What are Hobbes assumptions?

He assumes that people are sufficiently similar in their mental and physical attributes that no one is invulnerable nor can expect to be able to dominate the others. Hobbes assumes that people generally “shun death”, and that the desire to preserve their own lives is very strong in most people.

Why is Hobbes philosophy called materialism?

Hobbes was thus a mechanical materialist: He held that nothing but material things are real, and he thought that the subject matter of all the natural sciences consists of the motions of material things at different levels of generality.

What does Hobbes say about human nature?

Hobbes also considers humans to be naturally vainglorious and so seek to dominate others and demand their respect. The natural condition of mankind, according to Hobbes, is a state of war in which life is “solitary, poor, nasty, brutish, and short” because individuals are in a “war of all against all” (L 186).

Why is Hobbes important today?

He is sometimes considered the first great theorist of the modern state, and is probably most famous for having argued that subjects owe obedience to whoever is able to secure peace and order.

Did Hobbes support the divine right of kings theory?

Hobbes believed in the divine right of kings. Hobbes uses the term Leviathan to refer to democratic government. Hobbes says that in a state of nature, life is solitary, poor, nasty, brutish, and short. Hobbes declares that under the law of nature, men need not perform their covenants.

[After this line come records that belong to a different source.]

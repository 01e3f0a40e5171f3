//! Filterable list with a selection cursor and a scroll window, shared by
//! the stations popover and the search results.

use std::cmp::Ordering;

pub struct ScrollableList<T> {
    pub items: Vec<T>,
    /// Indices into `items` that pass the filter, in display order.
    shown: Vec<usize>,
    selected: usize,
    offset: usize,
    query: String,
    matches: Box<dyn Fn(&T, &str) -> bool + Send + Sync>,
}

impl<T> ScrollableList<T> {
    pub fn new(matches: impl Fn(&T, &str) -> bool + Send + Sync + 'static) -> Self {
        Self {
            items: Vec::new(),
            shown: Vec::new(),
            selected: 0,
            offset: 0,
            query: String::new(),
            matches: Box::new(matches),
        }
    }

    fn selected_index(&self) -> Option<usize> {
        self.shown.get(self.selected).copied()
    }

    /// Put the cursor back on item `index` if it is still shown.
    fn reselect(&mut self, index: Option<usize>) -> bool {
        match index.and_then(|old| self.shown.iter().position(|&i| i == old)) {
            Some(pos) => {
                self.selected = pos;
                true
            }
            None => false,
        }
    }

    pub fn set_items(&mut self, items: Vec<T>) {
        let old = self.selected_index();
        self.items = items;
        self.refilter();
        self.reselect(old);
    }

    pub fn set_filter(&mut self, query: &str) {
        let old = self.selected_index();
        self.query = query.to_string();
        self.refilter();
        if !self.reselect(old) {
            self.selected = 0;
        }
        self.offset = 0;
    }

    /// Recompute the shown rows in insertion order, keeping the cursor on
    /// the same item when it survives.
    pub fn refilter(&mut self) {
        let old = self.selected_index();
        self.shown = self
            .items
            .iter()
            .enumerate()
            .filter(|(_, item)| self.query.is_empty() || (self.matches)(item, &self.query))
            .map(|(i, _)| i)
            .collect();
        if !self.reselect(old) {
            self.selected = self.selected.min(self.shown.len().saturating_sub(1));
        }
    }

    /// Reorder the shown rows; `items` stays in insertion order.
    pub fn sort_by(&mut self, mut cmp: impl FnMut(&T, &T) -> Ordering) {
        let old = self.selected_index();
        let items = &self.items;
        self.shown.sort_by(|&a, &b| cmp(&items[a], &items[b]));
        self.reselect(old);
    }

    /// Move the cursor to the first shown item matching `pred`.
    pub fn select_where(&mut self, pred: impl Fn(&T) -> bool) -> bool {
        match self.shown.iter().position(|&i| pred(&self.items[i])) {
            Some(pos) => {
                self.selected = pos;
                true
            }
            None => false,
        }
    }

    pub fn select_up(&mut self, n: usize) {
        self.selected = self.selected.saturating_sub(n);
    }

    pub fn select_down(&mut self, n: usize) {
        self.selected = (self.selected + n).min(self.shown.len().saturating_sub(1));
    }

    pub fn select_first(&mut self) {
        self.selected = 0;
        self.offset = 0;
    }

    pub fn selected_item(&self) -> Option<&T> {
        self.items.get(self.selected_index()?)
    }

    pub fn is_empty(&self) -> bool {
        self.shown.is_empty()
    }

    /// Shown items in display order.
    pub fn shown(&self) -> impl Iterator<Item = &T> {
        self.shown.iter().map(|&i| &self.items[i])
    }

    /// Scroll so the cursor fits in `height` rows.
    pub fn ensure_visible(&mut self, height: usize) {
        if height == 0 {
            return;
        }
        if self.selected < self.offset {
            self.offset = self.selected;
        } else if self.selected >= self.offset + height {
            self.offset = self.selected + 1 - height;
        }
    }

    /// The `height` rows in the scroll window.  Call `ensure_visible` first.
    pub fn visible_items(&self, height: usize) -> impl Iterator<Item = &T> {
        self.shown().skip(self.offset).take(height)
    }

    /// Cursor row within the scroll window.
    pub fn selected_in_view(&self, height: usize) -> usize {
        self.selected
            .saturating_sub(self.offset)
            .min(height.saturating_sub(1))
    }
}

#[cfg(test)]
mod tests {
    use super::*;

    fn list() -> ScrollableList<&'static str> {
        let mut list = ScrollableList::new(|s: &&str, q: &str| s.contains(q));
        list.set_items(vec!["beta", "alpha", "gamma", "alphabet"]);
        list
    }

    #[test]
    fn filter_keeps_selection_when_possible() {
        let mut l = list();
        l.select_down(3);
        assert_eq!(l.selected_item(), Some(&"alphabet"));
        l.set_filter("alpha");
        assert_eq!(l.shown().count(), 2);
        assert_eq!(l.selected_item(), Some(&"alphabet"));
        l.set_filter("gam");
        assert_eq!(l.selected_item(), Some(&"gamma"));
        l.set_filter("zzz");
        assert!(l.is_empty());
        assert_eq!(l.selected_item(), None);
    }

    #[test]
    fn sort_reorders_view_only_and_refilter_undoes_it() {
        let mut l = list();
        assert!(l.select_where(|s| *s == "gamma"));
        l.sort_by(|a, b| a.cmp(b));
        let view: Vec<&str> = l.shown().copied().collect();
        assert_eq!(view, vec!["alpha", "alphabet", "beta", "gamma"]);
        assert_eq!(l.items[0], "beta");
        assert_eq!(l.selected_item(), Some(&"gamma"));

        l.refilter();
        assert_eq!(l.shown().next(), Some(&"beta"));
        assert_eq!(l.selected_item(), Some(&"gamma"));
        assert!(!l.select_where(|s| s.is_empty()));
    }

    #[test]
    fn scrolling_follows_selection() {
        let mut l = list();
        l.select_down(3);
        l.ensure_visible(2);
        assert_eq!(l.selected_in_view(2), 1);
        assert_eq!(l.visible_items(2).copied().collect::<Vec<_>>(), vec!["gamma", "alphabet"]);
        l.select_first();
        l.ensure_visible(2);
        assert_eq!(l.visible_items(2).next(), Some(&"beta"));
    }
}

What was Hobbes wrong about?

But moral and political philosophy work differently to political science. Hobbes is wrong to claim that because we create commonwealths, we can deduce the empirical consequences of different kinds of commonwealths. Hobbes misstates the place of empiricism in politics.

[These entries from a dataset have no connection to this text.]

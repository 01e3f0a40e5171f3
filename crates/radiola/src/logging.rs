//! tracing setup: log file, the in-app log panel and the systemd journal.

use std::path::Path;
use std::sync::atomic::{AtomicU8, Ordering};
use std::sync::Arc;

use tokio::sync::broadcast;
use tracing::{Level, Subscriber};
use tracing_subscriber::layer::{Context, SubscriberExt};
use tracing_subscriber::registry::LookupSpan;
use tracing_subscriber::util::SubscriberInitExt;
use tracing_subscriber::{EnvFilter, Layer};

use radiola_core::platform::APP_ID;

use crate::window::WindowEvent;

/// Forwards WARN and ERROR events to the log panel.
pub struct UiLogLayer {
    sender: broadcast::Sender<WindowEvent>,
}

impl UiLogLayer {
    pub fn new(sender: broadcast::Sender<WindowEvent>) -> Self {
        Self { sender }
    }
}

impl<S> Layer<S> for UiLogLayer
where
    S: Subscriber,
{
    fn on_event(&self, event: &tracing::Event<'_>, _ctx: Context<'_, S>) {
        let level = event.metadata().level();
        if !matches!(*level, Level::WARN | Level::ERROR) {
            return;
        }

        let mut message = format!("{} [{}] ", chrono::Local::now().format("%H:%M:%S"), level);
        let mut visitor = MessageVisitor(&mut message);
        event.record(&mut visitor);

        // no receivers is fine
        let _ = self.sender.send(WindowEvent::Log(message));
    }
}

struct MessageVisitor<'a>(&'a mut String);

impl tracing::field::Visit for MessageVisitor<'_> {
    fn record_debug(&mut self, field: &tracing::field::Field, value: &dyn std::fmt::Debug) {
        if field.name() == "message" {
            self.0.push_str(&format!("{:?}", value));
        } else {
            self.0.push_str(&format!(" {}={:?}", field.name(), value));
        }
    }
}

const OFF: u8 = 0;

fn rank(level: &Level) -> u8 {
    match *level {
        Level::ERROR => 1,
        Level::WARN => 2,
        Level::INFO => 3,
        Level::DEBUG => 4,
        Level::TRACE => 5,
    }
}

/// The journal layer, switched on and off at runtime.
pub struct JournaldSwitch {
    inner: Option<tracing_journald::Layer>,
    max: Arc<AtomicU8>,
}

impl JournaldSwitch {
    fn passes(&self, level: &Level) -> bool {
        let max = self.max.load(Ordering::Relaxed);
        max != OFF && rank(level) <= max
    }
}

impl<S> Layer<S> for JournaldSwitch
where
    S: Subscriber + for<'a> LookupSpan<'a>,
{
    fn on_new_span(
        &self,
        attrs: &tracing::span::Attributes<'_>,
        id: &tracing::span::Id,
        ctx: Context<'_, S>,
    ) {
        if let Some(inner) = &self.inner {
            inner.on_new_span(attrs, id, ctx);
        }
    }

    fn on_record(
        &self,
        id: &tracing::span::Id,
        values: &tracing::span::Record<'_>,
        ctx: Context<'_, S>,
    ) {
        if let Some(inner) = &self.inner {
            inner.on_record(id, values, ctx);
        }
    }

    fn on_event(&self, event: &tracing::Event<'_>, ctx: Context<'_, S>) {
        if let Some(inner) = &self.inner {
            if self.passes(event.metadata().level()) {
                inner.on_event(event, ctx);
            }
        }
    }
}

/// Handle used by the journald plugin.
#[derive(Clone, Debug)]
pub struct JournalControl {
    available: bool,
    max: Arc<AtomicU8>,
}

impl JournalControl {
    pub fn is_available(&self) -> bool {
        self.available
    }

    /// `None` turns journal output off.
    pub fn set_level(&self, level: Option<Level>) {
        let value = level.as_ref().map(rank).unwrap_or(OFF);
        self.max.store(value, Ordering::Relaxed);
    }

    pub fn level(&self) -> Option<Level> {
        match self.max.load(Ordering::Relaxed) {
            1 => Some(Level::ERROR),
            2 => Some(Level::WARN),
            3 => Some(Level::INFO),
            4 => Some(Level::DEBUG),
            5 => Some(Level::TRACE),
            _ => None,
        }
    }

    #[cfg(test)]
    pub fn detached(available: bool) -> Self {
        Self {
            available,
            max: Arc::new(AtomicU8::new(OFF)),
        }
    }
}

fn journald_switch() -> (JournaldSwitch, JournalControl) {
    let inner = tracing_journald::layer()
        .map(|layer| layer.with_syslog_identifier(APP_ID.to_string()))
        .ok();
    let max = Arc::new(AtomicU8::new(OFF));
    let control = JournalControl {
        available: inner.is_some(),
        max: max.clone(),
    };
    (JournaldSwitch { inner, max }, control)
}

fn default_filter(verbosity: u8) -> &'static str {
    match verbosity {
        0 => "info,radiola=debug,radiola_core=debug",
        1 => "debug,hyper_util=warn,reqwest=warn,hyper=warn,zbus=info",
        _ => "trace",
    }
}

/// Install the global subscriber.  `RUST_LOG` wins over `-v` flags.
pub fn init(
    log_path: &Path,
    verbosity: u8,
    events: broadcast::Sender<WindowEvent>,
) -> anyhow::Result<JournalControl> {
    let log_file = std::fs::OpenOptions::new()
        .create(true)
        .append(true)
        .open(log_path)?;

    let fmt_layer = tracing_subscriber::fmt::layer()
        .with_writer(log_file)
        .with_ansi(false);
    let (journald, control) = journald_switch();

    tracing_subscriber::registry()
        .with(fmt_layer)
        .with(UiLogLayer::new(events))
        .with(journald)
        .with(
            EnvFilter::try_from_default_env()
                .unwrap_or_else(|_| EnvFilter::new(default_filter(verbosity))),
        )
        .try_init()?;

    Ok(control)
}

#[cfg(test)]
mod tests {
    use super::*;

    #[test]
    fn ui_layer_forwards_only_warnings_and_errors() {
        let (tx, mut rx) = broadcast::channel(8);
        let subscriber = tracing_subscriber::registry().with(UiLogLayer::new(tx));
        tracing::subscriber::with_default(subscriber, || {
            tracing::info!("chatty");
            tracing::warn!(station = "Groove Salad", "stream stalled");
        });

        match rx.try_recv().unwrap() {
            WindowEvent::Log(line) => {
                assert!(line.contains("[WARN] stream stalled"));
                assert!(line.contains("station=\"Groove Salad\""));
            }
            other => panic!("unexpected {:?}", other),
        }
        assert!(rx.try_recv().is_err());
    }

    #[test]
    fn journal_level_round_trips_and_gates() {
        let control = JournalControl::detached(false);
        assert_eq!(control.level(), None);
        control.set_level(Some(Level::INFO));
        assert_eq!(control.level(), Some(Level::INFO));

        let switch = JournaldSwitch {
            inner: None,
            max: control.max.clone(),
        };
        assert!(switch.passes(&Level::WARN));
        assert!(switch.passes(&Level::INFO));
        assert!(!switch.passes(&Level::DEBUG));

        control.set_level(None);
        assert!(!switch.passes(&Level::ERROR));
    }

    #[test]
    fn verbosity_raises_default_filter() {
        assert!(default_filter(0).starts_with("info"));
        assert!(default_filter(1).starts_with("debug"));
        assert_eq!(default_filter(5), "trace");
    }
}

What did Hobbes believe was the purpose of government?

The sovereign would make and enforce the laws to secure a peaceful society, making life, liberty, and property possible. Hobbes called this agreement the social contract. Hobbes believed that a government headed by a king was the best form that the sovereign could take.

What is the Faculty of imagination according to Hobbes?

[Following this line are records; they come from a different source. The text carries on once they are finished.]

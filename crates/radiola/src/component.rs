//! Component trait: the interface every panel and dialog implements.
//!
//! - Components own their state and render themselves.
//! - They read `AppState` for data they don't own and never mutate it.
//! - They return `Vec<Action>`; the App dispatches those.

use ratatui::crossterm::event::{KeyEvent, MouseEvent};
use ratatui::{layout::Rect, Frame};

use crate::action::{Action, ComponentId};
use crate::app_state::AppState;

pub trait Component {
    fn id(&self) -> ComponentId;

    /// Only called while this component has focus.
    fn handle_key(&mut self, key: KeyEvent, state: &AppState) -> Vec<Action>;

    fn handle_mouse(&mut self, _event: MouseEvent, _area: Rect, _state: &AppState) -> Vec<Action> {
        Vec::new()
    }

    /// Called each UI tick (~100ms).
    fn tick(&mut self, _state: &AppState) -> Vec<Action> {
        Vec::new()
    }

    /// Receive an action dispatched by the App, focused or not.
    fn on_action(&mut self, _action: &Action, _state: &AppState) -> Vec<Action> {
        Vec::new()
    }

    fn draw(&mut self, frame: &mut Frame, area: Rect, focused: bool, state: &AppState);
}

Moreover, Hobbes thinks that understanding is a sort of imagination. That is, the faculty of imagining is responsible for understanding, as well as for compounding images and for memory.

What does Hobbes say about the nature of the mind?

For Hobbes, the mind contains sense, imagination, and the workings of language, and no further rational faculty, such as the Cartesian immaterial mind that can grasp natures by clear and distinct perception. His story about sensation, the formation of ideas, and the workings of imagination is supposed to explain how some of our thought works.

Why does Hobbes start with a story?

Thus even in Leviathan, with its focus on political and religious matters, Hobbes starts with a story about the workings of the mind. The first six chapters work through issues about the senses, imagination, language, reason, knowledge, and the passions.

What does Hobbes talk about in Chapter 2 of Leviathan?

In chapter 2 of Leviathan Hobbes comes to these topics at a slightly surprising point. In the course of discussing the workings of imagination, he talks naturally enough about dreams. Emphasizing the occasional difficulty of distinguishing dreams from waking life, he turns to talk of visions.